Please repeat exactly the lines below from the one containing "self.vms.pop();" down to the one containing "fn dataset(backend: &MockBackend)", both included, and nothing else.

Saved data entries:

*** Begin section ***

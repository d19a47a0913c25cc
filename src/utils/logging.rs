// src/utils/logging.rs
//! Logging configuration and utilities
//!
//! This module handles logging setup for the miner application, including:
//! - Standard logging configuration
//! - Benchmark-specific logging
//! - Custom log formatting
//!
//! Uses `env_logger` under the hood with custom formatting and filtering.

use env_logger::{Builder, Target};
use log::LevelFilter;
use std::env;

/// Initializes the logging subsystem
///
/// # Configuration
/// - Logs to stderr, so share lines on stdout stay machine-readable
/// - Default log level: Info, or Debug when `verbose` is set
/// - Custom timestamp and source location formatting
/// - `RUST_LOG` overrides the default when set
pub fn init_logging(verbose: bool) {
    let default = if verbose {
        LevelFilter::Debug
    } else {
        LevelFilter::Info
    };
    init_with_default(default);
}

/// Configures benchmark-specific logging
///
/// Same as [`init_logging`] with Debug as the default level.
pub fn init_bench_logging() {
    init_with_default(LevelFilter::Debug);
}

fn init_with_default(default: LevelFilter) {
    let mut builder = common_log_config();

    if env::var("RUST_LOG").is_err() {
        builder.filter_level(default);
    } else {
        builder.parse_env("RUST_LOG");
    }

    // A second initialisation (e.g. from tests) is harmless.
    let _ = builder.try_init();
}

/// Creates and configures a base logger builder with common settings
///
/// # Features
/// - Custom log format including:
///   - Timestamp (seconds since epoch)
///   - Log level
///   - Module path
///   - Line number
///   - Message
/// - Output to stderr
fn common_log_config() -> Builder {
    let mut builder = Builder::new();

    builder
        .format(|buf, record| {
            use std::io::Write;
            let ts = buf.timestamp_seconds();
            let level = record.level();
            let module = record.module_path().unwrap_or_default();
            let line = record.line().unwrap_or(0);

            writeln!(
                buf,
                "[{} {} {}:{}] {}",
                ts,
                level,
                module,
                line,
                record.args()
            )
        })
        .target(Target::Stderr);

    builder
}
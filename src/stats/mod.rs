//! Statistics collection and reporting module
//!
//! This module provides functionality for tracking and reporting mining statistics,
//! including:
//! - Hash counts and hashrate over a resettable window
//! - Found shares and their accumulated difficulty
//! - Hardware monitoring (CPU, memory, temperature)
//!
//! The main component is [`StatsReporter`] which collects data from the workers
//! and periodically logs it.

/// Submodule containing the statistics reporter implementation
///
/// The reporter handles:
/// - Atomic collection of mining statistics
/// - Hardware monitoring
/// - Periodic reporting of stats
pub mod reporter;

// Re-export main components
pub use reporter::{HardwareMonitor, HardwareStats, MiningStats, StatsReporter, fmt_hashrate};
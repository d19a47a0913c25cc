// src/miner/pool.rs
//! VM pool
//!
//! One VM per worker slot, indexed `0..len`. Resizing needs `&mut self`, so it
//! cannot happen while any slot is lent out to a search.

use crate::miner::algorithm::{RandomXBackend, RxFlags};
use crate::utils::error::MinerError;
use std::sync::Arc;

/// Ordered collection of VMs bound to the shared dataset
pub struct VmPool<B: RandomXBackend> {
    vms: Vec<B::Vm>,
}

impl<B: RandomXBackend> VmPool<B> {
    /// Empty pool
    pub fn new() -> Self {
        VmPool { vms: Vec::new() }
    }

    /// Number of VMs
    pub fn len(&self) -> usize {
        self.vms.len()
    }

    /// Whether the pool has no VM yet
    pub fn is_empty(&self) -> bool {
        self.vms.is_empty()
    }

    /// VM for `slot`
    pub fn get_mut(&mut self, slot: usize) -> Option<&mut B::Vm> {
        self.vms.get_mut(slot)
    }

    /// All VMs, in slot order
    pub fn iter_mut(&mut self) -> std::slice::IterMut<'_, B::Vm> {
        self.vms.iter_mut()
    }

    /// Creates `count` VMs, but only when the pool is still empty
    ///
    /// # Errors
    /// `MinerError::AllocationError` if a VM cannot be created. The pool is
    /// left empty, so a later call starts over with the full count.
    pub fn populate(
        &mut self,
        backend: &B,
        flags: RxFlags,
        dataset: &Arc<B::Dataset>,
        count: usize,
    ) -> Result<(), MinerError> {
        if !self.vms.is_empty() {
            return Ok(());
        }
        self.vms.reserve(count);
        for _ in 0..count {
            match create_vm(backend, flags, dataset) {
                Ok(vm) => self.vms.push(vm),
                Err(e) => {
                    self.vms.clear();
                    return Err(e);
                }
            }
        }
        log::debug!("Created {} {} VMs", count, backend.name());
        Ok(())
    }

    /// Appends one VM and returns the new pool size
    ///
    /// # Errors
    /// `MinerError::AllocationError` if the VM cannot be created.
    pub fn grow(&mut self, backend: &B, flags: RxFlags, dataset: &Arc<B::Dataset>) -> Result<usize, MinerError> {
        self.vms.push(create_vm(backend, flags, dataset)?);
        Ok(self.vms.len())
    }

    /// Drops the last VM and returns the new pool size
    ///
    /// # Errors
    /// `MinerError::PoolUnderflow` if only one VM (or none) is left.
    pub fn shrink(&mut self) -> Result<usize, MinerError> {
        if self.vms.len() <= 1 {
            return Err(MinerError::PoolUnderflow);
        }
        self.vms.pop();
        Ok(self.vms.len())
    }
}

impl<B: RandomXBackend> Default for VmPool<B> {
    fn default() -> Self {
        Self::new()
    }
}

/// Creates a VM with large pages, falling back to standard pages once
fn create_vm<B: RandomXBackend>(backend: &B, flags: RxFlags, dataset: &Arc<B::Dataset>) -> Result<B::Vm, MinerError> {
    if let Some(vm) = backend.create_vm(flags.with_large_pages(), dataset) {
        return Ok(vm);
    }
    log::debug!("Failed to create VM with large pages, falling back");
    backend
        .create_vm(flags.without_large_pages(), dataset)
        .ok_or_else(|| MinerError::AllocationError("Failed to create VM".into()))
}

#[cfg(test)]
mod tests {
    use super::*;
    use crate::miner::algorithm::mock::MockBackend;

    fn dataset(backend: &MockBackend) -> Arc<<MockBackend as RandomXBackend>::Dataset> {
        Arc::new(backend.alloc_dataset(backend.detect_flags()).unwrap())
    }

    #[test]
    fn populate_only_when_empty() {
        let backend = MockBackend::new().with_items(16);
        let ds = dataset(&backend);
        let mut pool = VmPool::<MockBackend>::new();

        pool.populate(&backend, backend.detect_flags(), &ds, 3).unwrap();
        assert_eq!(pool.len(), 3);
        pool.populate(&backend, backend.detect_flags(), &ds, 5).unwrap();
        assert_eq!(pool.len(), 3, "populated pool must not change");
        assert_eq!(backend.vms_created(), 3);
    }

    #[test]
    fn vms_prefer_large_pages() {
        let backend = MockBackend::new().with_items(16);
        let ds = dataset(&backend);
        let mut pool = VmPool::<MockBackend>::new();
        pool.populate(&backend, backend.detect_flags(), &ds, 1).unwrap();
        assert!(pool.get_mut(0).unwrap().large_pages());
    }

    #[test]
    fn vm_creation_falls_back() {
        let backend = MockBackend::new().with_items(16).without_large_pages();
        let ds = dataset(&backend);
        let mut pool = VmPool::<MockBackend>::new();
        pool.populate(&backend, backend.detect_flags(), &ds, 2).unwrap();
        assert_eq!(pool.len(), 2);
        assert!(!pool.get_mut(1).unwrap().large_pages());
    }

    #[test]
    fn grow_and_shrink() {
        let backend = MockBackend::new().with_items(16);
        let ds = dataset(&backend);
        let mut pool = VmPool::<MockBackend>::new();
        pool.populate(&backend, backend.detect_flags(), &ds, 1).unwrap();

        assert_eq!(pool.grow(&backend, backend.detect_flags(), &ds).unwrap(), 2);
        assert_eq!(pool.shrink().unwrap(), 1);
    }

    #[test]
    fn shrink_refuses_last_vm() {
        let backend = MockBackend::new().with_items(16);
        let ds = dataset(&backend);
        let mut pool = VmPool::<MockBackend>::new();
        pool.populate(&backend, backend.detect_flags(), &ds, 1).unwrap();

        assert!(matches!(pool.shrink(), Err(MinerError::PoolUnderflow)));
        assert_eq!(pool.len(), 1, "failed shrink must leave the pool intact");
    }

    #[test]
    fn grow_fails_when_backend_is_exhausted() {
        let backend = MockBackend::new().with_items(16).with_vm_limit(1);
        let ds = dataset(&backend);
        let mut pool = VmPool::<MockBackend>::new();
        pool.populate(&backend, backend.detect_flags(), &ds, 1).unwrap();

        let err = pool.grow(&backend, backend.detect_flags(), &ds);
        assert!(matches!(err, Err(MinerError::AllocationError(_))));
        assert_eq!(pool.len(), 1);
    }

    #[test]
    fn failed_populate_leaves_pool_empty() {
        let backend = MockBackend::new().with_items(16).with_vm_limit(2);
        let ds = dataset(&backend);
        let mut pool = VmPool::<MockBackend>::new();

        let err = pool.populate(&backend, backend.detect_flags(), &ds, 3);
        assert!(matches!(err, Err(MinerError::AllocationError(_))));
        assert!(pool.is_empty(), "partially built pool must be discarded");
        assert_eq!(backend.vms_created(), 2);
    }
}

*** End section ***

● REPLY TO THE EXERCISE:
        self.vms.pop();
        Ok(self.vms.len())
    }
}

impl<B: RandomXBackend> Default for VmPool<B> {
    fn default() -> Self {
        Self::new()
    }
}

/// Creates a VM with large pages, falling back to standard pages once
fn create_vm<B: RandomXBackend>(backend: &B, flags: RxFlags, dataset: &Arc<B::Dataset>) -> Result<B::Vm, MinerError> {
    if let Some(vm) = backend.create_vm(flags.with_large_pages(), dataset) {
        return Ok(vm);
    }
    log::debug!("Failed to create VM with large pages, falling back");
    backend
        .create_vm(flags.without_large_pages(), dataset)
        .ok_or_else(|| MinerError::AllocationError("Failed to create VM".into()))
}

#[cfg(test)]
mod tests {
    use super::*;
    use crate::miner::algorithm::mock::MockBackend;

    fn dataset(backend: &MockBackend) -> Arc<<MockBackend as RandomXBackend>::Dataset> {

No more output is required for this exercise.